_Records to use_
= Beginning of Section =
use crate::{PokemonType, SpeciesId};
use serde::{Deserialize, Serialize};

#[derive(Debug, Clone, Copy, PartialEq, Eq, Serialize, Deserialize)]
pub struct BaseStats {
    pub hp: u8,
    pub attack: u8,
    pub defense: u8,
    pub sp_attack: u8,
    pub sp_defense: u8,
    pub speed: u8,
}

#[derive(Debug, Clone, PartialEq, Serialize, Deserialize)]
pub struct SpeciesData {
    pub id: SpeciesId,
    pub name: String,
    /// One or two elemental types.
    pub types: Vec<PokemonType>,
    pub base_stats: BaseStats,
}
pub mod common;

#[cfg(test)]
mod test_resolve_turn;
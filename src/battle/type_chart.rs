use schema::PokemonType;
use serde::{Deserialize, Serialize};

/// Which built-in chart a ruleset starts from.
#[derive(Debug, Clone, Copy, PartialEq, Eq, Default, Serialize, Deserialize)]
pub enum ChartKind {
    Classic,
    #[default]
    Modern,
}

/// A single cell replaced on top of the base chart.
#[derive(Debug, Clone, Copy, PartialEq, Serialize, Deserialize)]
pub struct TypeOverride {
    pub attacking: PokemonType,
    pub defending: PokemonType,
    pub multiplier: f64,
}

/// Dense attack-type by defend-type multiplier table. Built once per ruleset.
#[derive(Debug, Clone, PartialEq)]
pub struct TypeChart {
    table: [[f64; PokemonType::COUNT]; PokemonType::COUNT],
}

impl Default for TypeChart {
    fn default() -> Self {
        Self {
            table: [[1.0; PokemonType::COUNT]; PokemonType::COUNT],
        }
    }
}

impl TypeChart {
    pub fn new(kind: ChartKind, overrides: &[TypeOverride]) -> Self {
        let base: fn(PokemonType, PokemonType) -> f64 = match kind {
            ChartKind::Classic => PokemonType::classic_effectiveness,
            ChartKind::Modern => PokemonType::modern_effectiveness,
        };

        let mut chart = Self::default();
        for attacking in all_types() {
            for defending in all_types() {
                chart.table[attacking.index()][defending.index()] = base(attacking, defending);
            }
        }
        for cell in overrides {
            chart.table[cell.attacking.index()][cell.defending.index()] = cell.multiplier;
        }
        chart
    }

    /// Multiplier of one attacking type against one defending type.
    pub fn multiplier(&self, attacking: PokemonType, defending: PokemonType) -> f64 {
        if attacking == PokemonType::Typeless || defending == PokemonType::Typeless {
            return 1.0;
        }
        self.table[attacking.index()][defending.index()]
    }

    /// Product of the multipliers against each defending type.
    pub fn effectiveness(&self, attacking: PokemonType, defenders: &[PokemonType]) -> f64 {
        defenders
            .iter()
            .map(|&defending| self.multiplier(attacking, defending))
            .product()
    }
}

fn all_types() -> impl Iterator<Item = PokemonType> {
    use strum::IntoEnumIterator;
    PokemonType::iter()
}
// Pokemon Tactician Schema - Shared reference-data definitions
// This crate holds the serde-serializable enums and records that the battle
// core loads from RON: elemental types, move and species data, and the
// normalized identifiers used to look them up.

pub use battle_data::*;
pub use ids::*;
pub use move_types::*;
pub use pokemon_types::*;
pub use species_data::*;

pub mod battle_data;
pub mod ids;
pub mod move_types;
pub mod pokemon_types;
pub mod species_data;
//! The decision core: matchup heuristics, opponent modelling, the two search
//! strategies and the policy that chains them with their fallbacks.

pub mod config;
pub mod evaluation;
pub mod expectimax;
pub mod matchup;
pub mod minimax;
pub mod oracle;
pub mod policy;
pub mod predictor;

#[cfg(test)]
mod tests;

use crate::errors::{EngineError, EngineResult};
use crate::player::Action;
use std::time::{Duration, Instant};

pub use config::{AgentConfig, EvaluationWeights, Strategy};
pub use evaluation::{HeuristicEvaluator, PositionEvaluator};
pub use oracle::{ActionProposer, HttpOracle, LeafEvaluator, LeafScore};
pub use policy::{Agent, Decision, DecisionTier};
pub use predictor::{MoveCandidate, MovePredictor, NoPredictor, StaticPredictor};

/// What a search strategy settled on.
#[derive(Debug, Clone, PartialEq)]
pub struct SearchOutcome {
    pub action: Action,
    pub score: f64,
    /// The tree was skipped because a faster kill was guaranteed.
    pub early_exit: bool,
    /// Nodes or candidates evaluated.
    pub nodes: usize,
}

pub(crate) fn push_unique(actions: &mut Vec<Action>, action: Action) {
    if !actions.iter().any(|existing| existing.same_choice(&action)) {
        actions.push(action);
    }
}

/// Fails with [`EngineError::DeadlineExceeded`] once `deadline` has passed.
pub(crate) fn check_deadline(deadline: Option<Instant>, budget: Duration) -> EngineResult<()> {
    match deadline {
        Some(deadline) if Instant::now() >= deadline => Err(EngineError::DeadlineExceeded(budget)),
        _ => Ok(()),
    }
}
= End of Section =
_What is being asked_
Retype all of the entries. Keep each one exactly as written.

_Solution below_
use crate::{PokemonType, SpeciesId};
use serde::{Deserialize, Serialize};

#[derive(Debug, Clone, Copy, PartialEq, Eq, Serialize, Deserialize)]
pub struct BaseStats {
    pub hp: u8,
    pub attack: u8,
    pub defense: u8,
    pub sp_attack: u8,
    pub sp_defense: u8,
    pub speed: u8,
}

#[derive(Debug, Clone, PartialEq, Serialize, Deserialize)]
pub struct SpeciesData {
    pub id: SpeciesId,
    pub name: String,
    /// One or two elemental types.
    pub types: Vec<PokemonType>,
    pub base_stats: BaseStats,
}
pub mod common;

#[cfg(test)]
mod test_resolve_turn;
filename src/battle/type_chart.rs
use schema::PokemonType;
use serde::{Deserialize, Serialize};

/// Which built-in chart a ruleset starts from.
#[derive(Debug, Clone, Copy, PartialEq, Eq, Default, Serialize, Deserialize)]
pub enum ChartKind {
    Classic,
    #[default]
    Modern,
}

/// A single cell replaced on top of the base chart.
#[derive(Debug, Clone, Copy, PartialEq, Serialize, Deserialize)]
pub struct TypeOverride {
    pub attacking: PokemonType,
    pub defending: PokemonType,
    pub multiplier: f64,
}

/// Dense attack-type by defend-type multiplier table. Built once per ruleset.
#[derive(Debug, Clone, PartialEq)]
pub struct TypeChart {
    table: [[f64; PokemonType::COUNT]; PokemonType::COUNT],
}

impl Default for TypeChart {
    fn default() -> Self {
        Self {
            table: [[1.0; PokemonType::COUNT]; PokemonType::COUNT],
        }
    }
}

impl TypeChart {
    pub fn new(kind: ChartKind, overrides: &[TypeOverride]) -> Self {
        let base: fn(PokemonType, PokemonType) -> f64 = match kind {
            ChartKind::Classic => PokemonType::classic_effectiveness,
            ChartKind::Modern => PokemonType::modern_effectiveness,
        };

        let mut chart = Self::default();
        for attacking in all_types() {
            for defending in all_types() {
                chart.table[attacking.index()][defending.index()] = base(attacking, defending);
            }
        }
        for cell in overrides {
            chart.table[cell.attacking.index()][cell.defending.index()] = cell.multiplier;
        }
        chart
    }

    /// Multiplier of one attacking type against one defending type.
    pub fn multiplier(&self, attacking: PokemonType, defending: PokemonType) -> f64 {
        if attacking == PokemonType::Typeless || defending == PokemonType::Typeless {
            return 1.0;
        }
        self.table[attacking.index()][defending.index()]
    }

    /// Product of the multipliers against each defending type.
    pub fn effectiveness(&self, attacking: PokemonType, defenders: &[PokemonType]) -> f64 {
        defenders
            .iter()
            .map(|&defending| self.multiplier(attacking, defending))
            .product()
    }
}

fn all_types() -> impl Iterator<Item = PokemonType> {
    use strum::IntoEnumIterator;
    PokemonType::iter()
}
// Pokemon Tactician Schema - Shared reference-data definitions
// This crate holds the serde-serializable enums and records that the battle
// core loads from RON: elemental types, move and species data, and the
// normalized identifiers used to look them up.

pub use battle_data::*;
pub use ids::*;
pub use move_types::*;
pub use pokemon_types::*;
pub use species_data::*;

pub mod battle_data;
pub mod ids;
pub mod move_types;
pub mod pokemon_types;
pub mod species_data;
//! The decision core: matchup heuristics, opponent modelling, the two search
//! strategies and the policy that chains them with their fallbacks.

pub mod config;
pub mod evaluation;
pub mod expectimax;
pub mod matchup;
pub mod minimax;
pub mod oracle;
pub mod policy;
pub mod predictor;

#[cfg(test)]
mod tests;

use crate::errors::{EngineError, EngineResult};
use crate::player::Action;
use std::time::{Duration, Instant};

pub use config::{AgentConfig, EvaluationWeights, Strategy};
pub use evaluation::{HeuristicEvaluator, PositionEvaluator};
pub use oracle::{ActionProposer, HttpOracle, LeafEvaluator, LeafScore};
pub use policy::{Agent, Decision, DecisionTier};
pub use predictor::{MoveCandidate, MovePredictor, NoPredictor, StaticPredictor};

/// What a search strategy settled on.
#[derive(Debug, Clone, PartialEq)]
pub struct SearchOutcome {
    pub action: Action,
    pub score: f64,
    /// The tree was skipped because a faster kill was guaranteed.
    pub early_exit: bool,
    /// Nodes or candidates evaluated.
    pub nodes: usize,
}

pub(crate) fn push_unique(actions: &mut Vec<Action>, action: Action) {
    if !actions.iter().any(|existing| existing.same_choice(&action)) {
        actions.push(action);
    }
}

/// Fails with [`EngineError::DeadlineExceeded`] once `deadline` has passed.
pub(crate) fn check_deadline(deadline: Option<Instant>, budget: Duration) -> EngineResult<()> {
    match deadline {
        Some(deadline) if Instant::now() >= deadline => Err(EngineError::DeadlineExceeded(budget)),
        _ => Ok(()),
    }
}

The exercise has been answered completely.